Show all lines of the listing that hold the word "super".
---+---
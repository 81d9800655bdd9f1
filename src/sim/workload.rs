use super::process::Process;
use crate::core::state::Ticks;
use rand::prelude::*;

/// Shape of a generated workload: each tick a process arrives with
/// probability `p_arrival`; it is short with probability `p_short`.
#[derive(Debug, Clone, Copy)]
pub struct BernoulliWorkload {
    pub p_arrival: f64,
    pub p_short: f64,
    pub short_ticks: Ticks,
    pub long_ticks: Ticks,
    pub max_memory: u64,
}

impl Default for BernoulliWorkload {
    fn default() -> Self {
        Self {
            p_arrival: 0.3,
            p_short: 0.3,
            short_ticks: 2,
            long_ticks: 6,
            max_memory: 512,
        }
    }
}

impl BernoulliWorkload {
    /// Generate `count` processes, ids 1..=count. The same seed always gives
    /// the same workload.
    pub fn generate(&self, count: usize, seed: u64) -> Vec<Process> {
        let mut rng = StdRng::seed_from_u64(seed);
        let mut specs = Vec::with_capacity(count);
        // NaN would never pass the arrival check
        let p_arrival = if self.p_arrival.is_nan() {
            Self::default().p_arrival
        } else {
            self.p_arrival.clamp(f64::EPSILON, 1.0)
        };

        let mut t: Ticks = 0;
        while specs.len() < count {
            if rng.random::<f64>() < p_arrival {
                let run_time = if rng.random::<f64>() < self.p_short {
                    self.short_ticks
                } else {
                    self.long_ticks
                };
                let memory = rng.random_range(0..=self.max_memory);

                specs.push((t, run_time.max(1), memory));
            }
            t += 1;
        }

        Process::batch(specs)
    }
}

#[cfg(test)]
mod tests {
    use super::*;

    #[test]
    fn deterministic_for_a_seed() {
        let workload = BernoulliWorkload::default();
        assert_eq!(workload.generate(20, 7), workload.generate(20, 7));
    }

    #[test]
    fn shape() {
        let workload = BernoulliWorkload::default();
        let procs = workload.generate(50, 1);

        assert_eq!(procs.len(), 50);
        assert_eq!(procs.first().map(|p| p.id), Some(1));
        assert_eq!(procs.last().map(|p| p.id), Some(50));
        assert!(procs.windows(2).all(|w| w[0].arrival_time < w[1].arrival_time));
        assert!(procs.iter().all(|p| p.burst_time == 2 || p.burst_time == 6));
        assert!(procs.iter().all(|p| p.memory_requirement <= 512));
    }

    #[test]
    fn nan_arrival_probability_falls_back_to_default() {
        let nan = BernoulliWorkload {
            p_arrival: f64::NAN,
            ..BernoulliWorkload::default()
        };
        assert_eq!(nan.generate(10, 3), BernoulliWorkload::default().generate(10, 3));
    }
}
---+---
Response below =>
use super::process::Process;
    use super::*;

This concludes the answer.